For more information on Corporate Branding, feel free to contact us at DY Works -
Mumbai
: +91 022 40406767, Delhi:-+91 011 26548089,
Website: www.dyworks.in, Email: contact@dyworks.in

14.5.12

THE POWER OF THE BACK OF THE PACK

By ALPANA PARIDA
Financial Express - 15th May 2012

As consumers move from their homes where they see ads, to the point of sale where they are reaching out for their wallets, they need more and more rational information as against emotive hooks. That’s when the back of the pack becomes crucial

No matter how much you advertise, and how many awards you win, it is the actual sale of a product that ensures growth and brings in profits. At the time when a consumer is buying the product, there is nothing stronger than the packaging itself to clinch the deal. The imagery, or the need identification could have been driven by advertising, but when the consumer is deciding Harpic or Domex, Kelloggs or Baggry's, Medimix or Margo; the packs have to work hard to convert consumers at the retail shelf.

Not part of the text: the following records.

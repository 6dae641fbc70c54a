use super::config::ScalingConfig;
use crate::error::NormalizeError;
use crate::features::{FeatureVector, Field, RawInput, RawValue};

#[derive(Debug, Clone, PartialEq)]
pub struct FieldStep {
    pub field: Field,
    /// Value as entered, e.g. "Male" or "135"
    pub raw: String,
    /// Applied mapping, e.g. "Male -> 1", "(x - 120) / 15" or "identity"
    pub transform: String,
    /// Value handed to the model
    pub scaled: f64,
}

#[derive(Debug, Clone, PartialEq)]
pub struct NormalizeResult {
    pub vector: FeatureVector,
    pub steps: Vec<FieldStep>,
}

/// Binary encoding for the categorical `sex` column.
pub fn encode_sex(label: &str) -> Option<f64> {
    let label = label.trim();
    if label.eq_ignore_ascii_case("male") {
        Some(1.0)
    } else if label.eq_ignore_ascii_case("female") {
        Some(0.0)
    } else {
        None
    }
}

/// Map user input onto the model's feature vector.
///
/// Fields are processed in column order and the first absent one is
/// reported. NaN and infinities are rejected; otherwise no range checks
/// are made.
pub fn normalize(input: &RawInput, scaling: &ScalingConfig) -> Result<NormalizeResult, NormalizeError> {
    let mut values = [0.0; Field::COUNT];
    let mut steps = Vec::with_capacity(Field::COUNT);

    for field in Field::ALL {
        let raw = input
            .get(field)
            .ok_or(NormalizeError::MissingField { field })?;

        let (scaled, transform) = match raw {
            RawValue::Label(label) if field == Field::Sex => {
                let encoded = encode_sex(label).ok_or_else(|| NormalizeError::UnknownCategory {
                    field,
                    value: label.clone(),
                })?;
                (encoded, format!("{} -> {}", label.trim(), encoded))
            }
            RawValue::Label(label) => {
                return Err(NormalizeError::UnexpectedLabel {
                    field,
                    value: label.clone(),
                })
            }
            RawValue::Number(n) if !n.is_finite() => {
                return Err(NormalizeError::NonFinite { field, value: *n })
            }
            RawValue::Number(n) => {
                let params = scaling.for_field(field);
                let description = if params.is_identity() {
                    "identity".to_string()
                } else {
                    format!("(x - {}) / {}", params.center, params.spread)
                };
                (params.apply(*n), description)
            }
        };

        values[field.index()] = scaled;
        steps.push(FieldStep {
            field,
            raw: raw.to_string(),
            transform,
            scaled,
        });
    }

    Ok(NormalizeResult {
        vector: FeatureVector::new(values),
        steps,
    })
}

/// Non-negative floor applied to model output before display and logging.
pub fn clamp_prediction(raw: f64) -> f64 {
    // Comparison form keeps -0.0 from surviving and printing as "-0.00"
    if raw > 0.0 {
        raw
    } else {
        0.0
    }
}

#[cfg(test)]
mod tests {
    use super::*;
    use crate::normalize::FieldScaling;

    fn zero_labs(input: RawInput) -> RawInput {
        let mut input = input;
        for field in Field::ALL.iter().filter(|f| f.is_lab()) {
            input.set(*field, 0.0);
        }
        input
    }

    fn clinical_input(sex: &str) -> RawInput {
        zero_labs(
            RawInput::new()
                .with(Field::Age, 50.0)
                .with(Field::Sex, sex)
                .with(Field::Bmi, 25.0)
                .with(Field::Bp, 120.0),
        )
    }

    fn standardized_input() -> RawInput {
        RawInput::from_pairs([
            (Field::Age, 0.038),
            (Field::Sex, 0.05),
            (Field::Bmi, 0.061),
            (Field::Bp, 0.021),
            (Field::S1, -0.044),
            (Field::S2, -0.034),
            (Field::S3, -0.043),
            (Field::S4, -0.002),
            (Field::S5, 0.019),
            (Field::S6, -0.017),
        ])
    }

    #[test]
    fn test_reference_scenario() {
        let result = normalize(&clinical_input("Male"), &ScalingConfig::clinical_starter()).unwrap();
        assert_eq!(
            result.vector.values(),
            &[0.0, 1.0, 0.0, 0.0, 0.0, 0.0, 0.0, 0.0, 0.0, 0.0]
        );
    }

    #[test]
    fn test_output_length_and_order() {
        let result = normalize(&standardized_input(), &ScalingConfig::default()).unwrap();
        assert_eq!(result.vector.len(), 10);
        assert_eq!(result.steps.len(), 10);
        for (i, step) in result.steps.iter().enumerate() {
            assert_eq!(step.field, Field::ALL[i]);
        }
        assert_eq!(result.vector.get(Field::Bmi), 0.061);
        assert_eq!(result.vector.get(Field::S6), -0.017);
    }

    #[test]
    fn test_sex_encoding() {
        let scaling = ScalingConfig::clinical_starter();
        let male = normalize(&clinical_input("Male"), &scaling).unwrap();
        let female = normalize(&clinical_input("Female"), &scaling).unwrap();
        assert_eq!(male.vector.get(Field::Sex), 1.0);
        assert_eq!(female.vector.get(Field::Sex), 0.0);
    }

    #[test]
    fn test_sex_encoding_ignores_case() {
        assert_eq!(encode_sex("MALE"), Some(1.0));
        assert_eq!(encode_sex(" female "), Some(0.0));
        assert_eq!(encode_sex("other"), None);
    }

    #[test]
    fn test_sex_label_not_scaled() {
        let mut scaling = ScalingConfig::clinical_starter();
        scaling.fields.insert(Field::Sex, FieldScaling::new(0.5, 0.5));
        let result = normalize(&clinical_input("Male"), &scaling).unwrap();
        assert_eq!(result.vector.get(Field::Sex), 1.0);
    }

    #[test]
    fn test_numeric_sex_passes_through() {
        let result = normalize(&standardized_input(), &ScalingConfig::default()).unwrap();
        assert_eq!(result.vector.get(Field::Sex), 0.05);
    }

    #[test]
    fn test_idempotent() {
        let input = clinical_input("Female").with(Field::Age, 63.0).with(Field::Bp, 97.5);
        let scaling = ScalingConfig::clinical_starter();
        let first = normalize(&input, &scaling).unwrap();
        let second = normalize(&input, &scaling).unwrap();
        for (a, b) in first.vector.values().iter().zip(second.vector.values()) {
            assert_eq!(a.to_bits(), b.to_bits());
        }
    }

    #[test]
    fn test_affine_transform() {
        let input = clinical_input("Male")
            .with(Field::Age, 70.0)
            .with(Field::Bmi, 30.0)
            .with(Field::Bp, 90.0);
        let result = normalize(&input, &ScalingConfig::clinical_starter()).unwrap();
        assert_eq!(result.vector.get(Field::Age), 2.0);
        assert_eq!(result.vector.get(Field::Bmi), 1.0);
        assert_eq!(result.vector.get(Field::Bp), -2.0);
    }

    #[test]
    fn test_out_of_range_accepted() {
        let input = clinical_input("Male").with(Field::Age, 140.0);
        let result = normalize(&input, &ScalingConfig::clinical_starter()).unwrap();
        assert_eq!(result.vector.get(Field::Age), 9.0);
    }

    #[test]
    fn test_missing_bmi() {
        let mut input = clinical_input("Male");
        input.remove(Field::Bmi);
        let err = normalize(&input, &ScalingConfig::clinical_starter()).unwrap_err();
        assert_eq!(err, NormalizeError::MissingField { field: Field::Bmi });
        assert!(err.to_string().contains("bmi"));
    }

    #[test]
    fn test_first_missing_field_reported() {
        let input = RawInput::new().with(Field::Age, 50.0);
        let err = normalize(&input, &ScalingConfig::default()).unwrap_err();
        assert_eq!(err, NormalizeError::MissingField { field: Field::Sex });
    }

    #[test]
    fn test_unknown_sex_label() {
        let err = normalize(&clinical_input("unknown"), &ScalingConfig::clinical_starter()).unwrap_err();
        assert!(matches!(err, NormalizeError::UnknownCategory { field: Field::Sex, .. }));
    }

    #[test]
    fn test_label_on_numeric_field() {
        let input = clinical_input("Male").with(Field::Bp, "high");
        let err = normalize(&input, &ScalingConfig::clinical_starter()).unwrap_err();
        assert_eq!(
            err,
            NormalizeError::UnexpectedLabel {
                field: Field::Bp,
                value: "high".to_string()
            }
        );
    }

    #[test]
    fn test_non_finite_number_rejected() {
        let scaling = ScalingConfig::clinical_starter();
        for text in ["nan", "inf", "-inf"] {
            let input = clinical_input("Male").with(Field::Bmi, RawValue::parse(text));
            let err = normalize(&input, &scaling).unwrap_err();
            assert!(
                matches!(err, NormalizeError::NonFinite { field: Field::Bmi, .. }),
                "{} gave {:?}",
                text,
                err
            );
        }
    }

    #[test]
    fn test_non_finite_from_yaml_rejected() {
        let mut input = clinical_input("Male");
        let overlay: RawInput = serde_saphyr::from_str("bp: .nan\n").unwrap();
        input.merge(overlay);
        // Whether the YAML reader yields NaN or the literal text, no vector comes out
        assert!(normalize(&input, &ScalingConfig::clinical_starter()).is_err());
    }

    #[test]
    fn test_step_descriptions() {
        let result = normalize(&clinical_input("Male"), &ScalingConfig::clinical_starter()).unwrap();
        assert_eq!(result.steps[0].transform, "(x - 50) / 10");
        assert_eq!(result.steps[1].transform, "Male -> 1");
        assert_eq!(result.steps[4].transform, "identity");
    }

    #[test]
    fn test_clamp_law() {
        assert_eq!(clamp_prediction(-3.2), 0.0);
        assert_eq!(clamp_prediction(47.8), 47.8);
        assert_eq!(clamp_prediction(0.0), 0.0);
        assert!(clamp_prediction(-0.0).is_sign_positive());
    }
}
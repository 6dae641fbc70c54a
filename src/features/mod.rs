pub mod bounds;
pub mod types;

pub use bounds::{field_bounds, FieldBounds, InputKind};
pub use types::{FeatureVector, Field, PredictionRecord, RawInput, RawValue};
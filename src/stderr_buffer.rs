use std::sync::{Mutex, MutexGuard};

static BUFFER: Mutex<Option<Vec<String>>> = Mutex::new(None);

fn buffer() -> MutexGuard<'static, Option<Vec<String>>> {
    // A panic while holding the lock leaves plain strings behind; still usable
    BUFFER.lock().unwrap_or_else(|poisoned| poisoned.into_inner())
}

/// Start holding warnings back. Used while the TUI owns the terminal.
pub fn activate() {
    *buffer() = Some(Vec::new());
}

/// Stop buffering and return everything collected.
pub fn drain() -> Vec<String> {
    buffer().take().unwrap_or_default()
}

/// Stop buffering and print the held warnings to stderr.
pub fn flush() {
    for msg in drain() {
        eprintln!("{}", msg);
    }
}

/// Emit a warning: stored while buffering is active, printed otherwise.
pub fn warn(msg: String) {
    let mut guard = buffer();
    if let Some(buf) = guard.as_mut() {
        buf.push(msg);
    } else {
        drop(guard);
        eprintln!("{}", msg);
    }
}

/// `eprintln!` that respects the stderr buffer.
#[macro_export]
macro_rules! buffered_eprintln {
    ($($arg:tt)*) => {
        $crate::stderr_buffer::warn(format!($($arg)*))
    };
}
pub mod config;
pub mod error;
pub mod features;
pub mod history;
pub mod model;
pub mod normalize;
pub mod output;
pub mod session;
pub mod stderr_buffer;
pub mod tui;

While the Front of Pack (FOP) interests and engages the consumer from 10ft to when the consumer handling the pack at 2 ft (arm’s length), it is the back of pack (BOP) that seals the deal. If the consumer is interested enough to pick the pack up and has turned the pack over to read the BOP, the consumer is yours. If you lose that consumer, then the BOP has failed big time. It has failed to provide information that would have caused conversion. Will I know how to use it? Is it easy? Are the ingredients good? Is this going to provide nutrition? Is it worth the price?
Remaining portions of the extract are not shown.